Using a large real-world database with matched genomic and transcriptomic data, we characterized clinical and molecular differences between patients with early-onset esophagogastric cancer (EOEGC; <50 years), intermediate-onset esophagogastric cancer (IOEGC; 50-65 years), and average-onset esophagogastric cancer (AOEGC; >65 years). We analyzed clinicopathologic, whole transcriptome, and DNA-sequencing data from 5175 patient samples (EOEGC, n = 530; IOEGC, n = 1744; AOEGC, n = 2901) from the Caris Life Sciences database. Immune deconvolution was performed with quanTIseq and pathway enrichment with Gene Set Enrichment Analysis (GSEA). Real-world overall survival was estimated from insurance claims data. Prevalence of EOEGC was higher in patients who were Black, Asian, Hispanic/Latino, and female. Patients with EOEGC had higher proportion of CDH1 mutations; FGFR2, CCNE1, MYC copy number alterations; and ARHGAP26 fusions.

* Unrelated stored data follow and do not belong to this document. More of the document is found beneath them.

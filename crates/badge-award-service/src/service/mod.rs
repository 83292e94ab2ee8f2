//! 业务服务层

mod award_service;
pub mod dto;
mod mint_service;

pub use award_service::AwardService;
pub use dto::{AwardOutcome, AwardSettings, MintRequest, ReconcileReport};
pub use mint_service::MintService;
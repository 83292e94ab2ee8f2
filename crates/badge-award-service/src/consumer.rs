//! 生命周期事件消费者
//!
//! 从 Kafka 拉取生命周期事件交给处理器，坏消息记录日志后跳过。

use badge_shared::config::AppConfig;
use badge_shared::kafka::{ConsumerMessage, KafkaConsumer};
use tokio::sync::watch;
use tracing::{error, info, warn};

use crate::error::Result;
use crate::processor::{LifecycleEventMessage, LifecycleEventProcessor};
use crate::repository::{AwardRepositoryTrait, BadgeRepositoryTrait};

/// 生命周期事件消费者
pub struct LifecycleEventConsumer<BR, AR>
where
    BR: BadgeRepositoryTrait,
    AR: AwardRepositoryTrait,
{
    consumer: KafkaConsumer,
    topic: String,
    processor: LifecycleEventProcessor<BR, AR>,
}

impl<BR, AR> LifecycleEventConsumer<BR, AR>
where
    BR: BadgeRepositoryTrait,
    AR: AwardRepositoryTrait,
{
    pub fn new(config: &AppConfig, processor: LifecycleEventProcessor<BR, AR>) -> Result<Self> {
        let consumer = KafkaConsumer::new(&config.kafka, Some("lifecycle"))?;
        Ok(Self {
            consumer,
            topic: config.award.lifecycle_topic.clone(),
            processor,
        })
    }

    /// 启动消费循环，直到收到 shutdown 信号
    pub async fn run(self, shutdown: watch::Receiver<bool>) -> Result<()> {
        self.consumer.subscribe(&[self.topic.as_str()])?;
        info!(topic = %self.topic, "生命周期事件消费者已启动");

        let processor = self.processor;
        self.consumer
            .start(shutdown, |msg| {
                let processor = &processor;
                async move {
                    handle_message(processor, &msg).await;
                    Ok(())
                }
            })
            .await;

        info!("生命周期事件消费者已停止");
        Ok(())
    }
}

/// 处理单条消息，返回是否成功解析
pub async fn handle_message<BR, AR>(
    processor: &LifecycleEventProcessor<BR, AR>,
    msg: &ConsumerMessage,
) -> bool
where
    BR: BadgeRepositoryTrait,
    AR: AwardRepositoryTrait,
{
    let message: LifecycleEventMessage = match msg.deserialize_payload() {
        Ok(message) => message,
        Err(e) => {
            warn!(
                error = %e,
                topic = %msg.topic,
                partition = msg.partition,
                offset = msg.offset,
                "生命周期事件格式错误，已跳过"
            );
            return false;
        }
    };

    let outcome = processor.process(&message).await;
    if outcome.is_inconsistent() {
        error!(
            offset = msg.offset,
            wallet_id = %message.wallet_id,
            "生命周期事件处理产生不一致状态"
        );
    }
    true
}

#[cfg(test)]
mod tests {
    use std::sync::Arc;

    use super::*;
    use crate::models::badge_types;
    use crate::notification::NotificationRelay;
    use crate::service::{AwardService, AwardSettings};
    use crate::test_utils::{InMemoryAwardRepository, InMemoryBadgeRepository, RecordingSink};
    use badge_shared::retry::RetryPolicy;

    fn message(payload: &str) -> ConsumerMessage {
        ConsumerMessage {
            topic: "badge.lifecycle.events".to_string(),
            partition: 0,
            offset: 42,
            key: None,
            payload: payload.as_bytes().to_vec(),
            timestamp: None,
        }
    }

    fn processor() -> LifecycleEventProcessor<InMemoryBadgeRepository, InMemoryAwardRepository> {
        let badges = Arc::new(
            InMemoryBadgeRepository::new().with_badge(badge_types::WALLET_CREATED, None),
        );
        let service = AwardService::new(
            badges.clone(),
            Arc::new(InMemoryAwardRepository::new()),
            None,
            AwardSettings::default(),
        )
        .unwrap();
        let relay = NotificationRelay::new(
            badges,
            Arc::new(RecordingSink::new("queue")),
            Arc::new(RecordingSink::new("topic")),
            RetryPolicy::none(),
        );
        LifecycleEventProcessor::new(Arc::new(service), Arc::new(relay))
    }

    #[tokio::test]
    async fn test_malformed_message_is_skipped() {
        let processor = processor();
        assert!(!handle_message(&processor, &message("not json")).await);
        assert!(!handle_message(&processor, &message(r#"{"trigger":"userRegistered"}"#)).await);
    }

    #[tokio::test]
    async fn test_valid_message_is_processed() {
        let processor = processor();
        let handled = handle_message(
            &processor,
            &message(r#"{"trigger":"userRegistered","walletId":"w1","userId":"u1"}"#),
        )
        .await;
        assert!(handled);
    }
}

Patients with EOEGC had decreased prevalence of immune-oncology markers of microsatellite instability-high, tumor mutation burden-high, and PD-L1 positivity. Immune microenvironment analysis identified significant enrichment of M2 macrophages and decreased M1 macrophages in patients with EOEGC. GSEA identified enrichment of epithelial mesenchymal transition and coagulation pathways in patients with EOEGC. This large real-world characterization of age-stratified esophagogastric cancer found that EOEGC was associated with significant racial, ethnic, and gender differences, and notable molecular differences that may have prognostic and therapeutic implications.